YOUR GOAL - Write the data below out again, with each line matching the original.

** Opening AVAILABLE DATA block **

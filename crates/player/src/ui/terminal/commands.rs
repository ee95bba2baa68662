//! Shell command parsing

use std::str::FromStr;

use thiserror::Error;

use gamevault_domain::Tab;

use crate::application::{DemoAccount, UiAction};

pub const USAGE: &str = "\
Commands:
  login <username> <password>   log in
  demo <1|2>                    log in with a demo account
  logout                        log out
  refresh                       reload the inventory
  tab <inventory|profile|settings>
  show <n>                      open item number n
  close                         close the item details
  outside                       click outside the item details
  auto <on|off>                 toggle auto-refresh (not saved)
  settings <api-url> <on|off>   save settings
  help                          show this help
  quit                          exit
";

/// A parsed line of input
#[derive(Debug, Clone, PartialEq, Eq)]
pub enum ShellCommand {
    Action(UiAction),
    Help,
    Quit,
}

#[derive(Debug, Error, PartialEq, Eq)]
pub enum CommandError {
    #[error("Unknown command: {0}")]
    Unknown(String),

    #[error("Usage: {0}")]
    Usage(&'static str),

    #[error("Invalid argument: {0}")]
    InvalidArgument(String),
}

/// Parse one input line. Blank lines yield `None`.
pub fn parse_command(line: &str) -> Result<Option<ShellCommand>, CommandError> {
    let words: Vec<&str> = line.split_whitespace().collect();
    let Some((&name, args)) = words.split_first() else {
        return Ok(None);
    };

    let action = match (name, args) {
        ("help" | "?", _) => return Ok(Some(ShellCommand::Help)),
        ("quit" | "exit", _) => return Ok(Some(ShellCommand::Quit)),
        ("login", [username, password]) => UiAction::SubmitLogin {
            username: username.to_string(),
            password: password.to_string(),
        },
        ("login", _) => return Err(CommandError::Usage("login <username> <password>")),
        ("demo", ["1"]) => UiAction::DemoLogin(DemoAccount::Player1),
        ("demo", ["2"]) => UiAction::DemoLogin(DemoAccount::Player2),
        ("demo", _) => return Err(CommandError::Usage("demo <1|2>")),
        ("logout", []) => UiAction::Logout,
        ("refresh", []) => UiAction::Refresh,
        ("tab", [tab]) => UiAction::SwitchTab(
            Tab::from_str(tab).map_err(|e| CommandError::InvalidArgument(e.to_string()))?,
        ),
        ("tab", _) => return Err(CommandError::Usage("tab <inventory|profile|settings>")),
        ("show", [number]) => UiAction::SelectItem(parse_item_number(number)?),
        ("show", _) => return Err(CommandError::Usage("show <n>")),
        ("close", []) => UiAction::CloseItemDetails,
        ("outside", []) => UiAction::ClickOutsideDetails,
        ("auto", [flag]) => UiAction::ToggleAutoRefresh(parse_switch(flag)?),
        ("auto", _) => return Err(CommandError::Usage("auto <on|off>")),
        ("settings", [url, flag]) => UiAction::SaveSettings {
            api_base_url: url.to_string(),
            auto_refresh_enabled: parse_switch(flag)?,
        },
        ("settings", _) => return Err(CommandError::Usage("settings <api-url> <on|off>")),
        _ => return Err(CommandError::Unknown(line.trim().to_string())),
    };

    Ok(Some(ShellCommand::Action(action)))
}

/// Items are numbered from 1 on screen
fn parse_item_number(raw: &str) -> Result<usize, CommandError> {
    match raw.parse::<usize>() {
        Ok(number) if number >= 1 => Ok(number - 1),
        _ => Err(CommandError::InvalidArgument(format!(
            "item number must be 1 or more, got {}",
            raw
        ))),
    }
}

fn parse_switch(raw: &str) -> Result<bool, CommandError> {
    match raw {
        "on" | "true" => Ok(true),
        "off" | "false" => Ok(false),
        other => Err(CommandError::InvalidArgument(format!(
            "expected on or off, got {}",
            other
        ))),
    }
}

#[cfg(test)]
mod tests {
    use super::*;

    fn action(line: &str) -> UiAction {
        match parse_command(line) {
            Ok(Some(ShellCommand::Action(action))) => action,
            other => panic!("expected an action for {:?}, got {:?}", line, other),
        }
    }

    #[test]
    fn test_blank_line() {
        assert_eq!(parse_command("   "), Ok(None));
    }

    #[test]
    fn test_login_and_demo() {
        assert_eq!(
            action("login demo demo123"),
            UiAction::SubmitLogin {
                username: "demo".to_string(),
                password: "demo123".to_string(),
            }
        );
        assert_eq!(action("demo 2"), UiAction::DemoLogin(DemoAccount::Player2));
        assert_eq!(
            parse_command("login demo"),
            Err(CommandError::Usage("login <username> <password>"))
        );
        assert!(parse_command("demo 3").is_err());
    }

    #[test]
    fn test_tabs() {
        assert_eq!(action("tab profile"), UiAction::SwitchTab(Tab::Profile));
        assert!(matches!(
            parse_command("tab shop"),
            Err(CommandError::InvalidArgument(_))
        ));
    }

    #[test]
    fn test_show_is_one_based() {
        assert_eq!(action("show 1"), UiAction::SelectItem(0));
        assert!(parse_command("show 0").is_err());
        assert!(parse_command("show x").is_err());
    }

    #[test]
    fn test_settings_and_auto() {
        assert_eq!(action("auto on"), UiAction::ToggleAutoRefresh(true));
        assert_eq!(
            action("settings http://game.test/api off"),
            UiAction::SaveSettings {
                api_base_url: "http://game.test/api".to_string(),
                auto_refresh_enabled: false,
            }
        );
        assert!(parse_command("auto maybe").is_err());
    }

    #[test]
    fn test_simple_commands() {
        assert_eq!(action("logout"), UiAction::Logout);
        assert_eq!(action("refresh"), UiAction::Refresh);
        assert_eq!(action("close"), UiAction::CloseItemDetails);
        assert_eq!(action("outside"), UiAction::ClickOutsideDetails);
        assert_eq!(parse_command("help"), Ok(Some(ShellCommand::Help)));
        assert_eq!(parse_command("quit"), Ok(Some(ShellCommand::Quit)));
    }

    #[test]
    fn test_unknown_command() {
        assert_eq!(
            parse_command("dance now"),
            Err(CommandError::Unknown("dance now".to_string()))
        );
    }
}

** Closing AVAILABLE DATA block **

RESPONSE -
filename crates/player/src/ui/terminal/commands.rs
repository ee95bba2baa68662
//! Shell command parsing

use std::str::FromStr;

use thiserror::Error;

use gamevault_domain::Tab;

use crate::application::{DemoAccount, UiAction};

pub const USAGE: &str = "\
Commands:
  login <username> <password>   log in
  demo <1|2>                    log in with a demo account
  logout                        log out
  refresh                       reload the inventory
  tab <inventory|profile|settings>
  show <n>                      open item number n
  close                         close the item details
  outside                       click outside the item details
  auto <on|off>                 toggle auto-refresh (not saved)
  settings <api-url> <on|off>   save settings
  help                          show this help
  quit                          exit
";

/// A parsed line of input
#[derive(Debug, Clone, PartialEq, Eq)]
pub enum ShellCommand {
    Action(UiAction),
    Help,
    Quit,
}

#[derive(Debug, Error, PartialEq, Eq)]
pub enum CommandError {
    #[error("Unknown command: {0}")]
    Unknown(String),

    #[error("Usage: {0}")]
    Usage(&'static str),

    #[error("Invalid argument: {0}")]
    InvalidArgument(String),
}

/// Parse one input line. Blank lines yield `None`.
pub fn parse_command(line: &str) -> Result<Option<ShellCommand>, CommandError> {
    let words: Vec<&str> = line.split_whitespace().collect();
    let Some((&name, args)) = words.split_first() else {
        return Ok(None);
    };

    let action = match (name, args) {
        ("help" | "?", _) => return Ok(Some(ShellCommand::Help)),
        ("quit" | "exit", _) => return Ok(Some(ShellCommand::Quit)),
        ("login", [username, password]) => UiAction::SubmitLogin {
            username: username.to_string(),
            password: password.to_string(),
        },
        ("login", _) => return Err(CommandError::Usage("login <username> <password>")),
        ("demo", ["1"]) => UiAction::DemoLogin(DemoAccount::Player1),
        ("demo", ["2"]) => UiAction::DemoLogin(DemoAccount::Player2),
        ("demo", _) => return Err(CommandError::Usage("demo <1|2>")),
        ("logout", []) => UiAction::Logout,
        ("refresh", []) => UiAction::Refresh,
        ("tab", [tab]) => UiAction::SwitchTab(
            Tab::from_str(tab).map_err(|e| CommandError::InvalidArgument(e.to_string()))?,
        ),
        ("tab", _) => return Err(CommandError::Usage("tab <inventory|profile|settings>")),
        ("show", [number]) => UiAction::SelectItem(parse_item_number(number)?),
        ("show", _) => return Err(CommandError::Usage("show <n>")),
        ("close", []) => UiAction::CloseItemDetails,
        ("outside", []) => UiAction::ClickOutsideDetails,
        ("auto", [flag]) => UiAction::ToggleAutoRefresh(parse_switch(flag)?),
        ("auto", _) => return Err(CommandError::Usage("auto <on|off>")),
        ("settings", [url, flag]) => UiAction::SaveSettings {
            api_base_url: url.to_string(),
            auto_refresh_enabled: parse_switch(flag)?,
        },
        ("settings", _) => return Err(CommandError::Usage("settings <api-url> <on|off>")),
        _ => return Err(CommandError::Unknown(line.trim().to_string())),
    };

    Ok(Some(ShellCommand::Action(action)))
}

/// Items are numbered from 1 on screen
fn parse_item_number(raw: &str) -> Result<usize, CommandError> {
    match raw.parse::<usize>() {
        Ok(number) if number >= 1 => Ok(number - 1),
        _ => Err(CommandError::InvalidArgument(format!(
            "item number must be 1 or more, got {}",
            raw
        ))),
    }
}

fn parse_switch(raw: &str) -> Result<bool, CommandError> {
    match raw {
        "on" | "true" => Ok(true),
        "off" | "false" => Ok(false),
        other => Err(CommandError::InvalidArgument(format!(
            "expected on or off, got {}",
            other
        ))),
    }
}

#[cfg(test)]
mod tests {
    use super::*;

    fn action(line: &str) -> UiAction {
        match parse_command(line) {
            Ok(Some(ShellCommand::Action(action))) => action,
            other => panic!("expected an action for {:?}, got {:?}", line, other),
        }
    }

    #[test]
    fn test_blank_line() {
        assert_eq!(parse_command("   "), Ok(None));
    }

    #[test]
    fn test_login_and_demo() {
        assert_eq!(
            action("login demo demo123"),
            UiAction::SubmitLogin {
                username: "demo".to_string(),
                password: "demo123".to_string(),
            }
        );
        assert_eq!(action("demo 2"), UiAction::DemoLogin(DemoAccount::Player2));
        assert_eq!(
            parse_command("login demo"),
            Err(CommandError::Usage("login <username> <password>"))
        );
        assert!(parse_command("demo 3").is_err());
    }

    #[test]
    fn test_tabs() {
        assert_eq!(action("tab profile"), UiAction::SwitchTab(Tab::Profile));
        assert!(matches!(
            parse_command("tab shop"),
            Err(CommandError::InvalidArgument(_))
        ));
    }

    #[test]
    fn test_show_is_one_based() {
        assert_eq!(action("show 1"), UiAction::SelectItem(0));
        assert!(parse_command("show 0").is_err());
        assert!(parse_command("show x").is_err());
    }

    #[test]
    fn test_settings_and_auto() {
        assert_eq!(action("auto on"), UiAction::ToggleAutoRefresh(true));
        assert_eq!(
            action("settings http://game.test/api off"),
            UiAction::SaveSettings {
                api_base_url: "http://game.test/api".to_string(),
                auto_refresh_enabled: false,
            }
        );
        assert!(parse_command("auto maybe").is_err());
    }

    #[test]
    fn test_simple_commands() {
        assert_eq!(action("logout"), UiAction::Logout);
        assert_eq!(action("refresh"), UiAction::Refresh);
        assert_eq!(action("close"), UiAction::CloseItemDetails);
        assert_eq!(action("outside"), UiAction::ClickOutsideDetails);
        assert_eq!(parse_command("help"), Ok(Some(ShellCommand::Help)));
        assert_eq!(parse_command("quit"), Ok(Some(ShellCommand::Quit)));
    }

    #[test]
    fn test_unknown_command() {
        assert_eq!(
            parse_command("dance now"),
            Err(CommandError::Unknown("dance now".to_string()))
        );
    }
}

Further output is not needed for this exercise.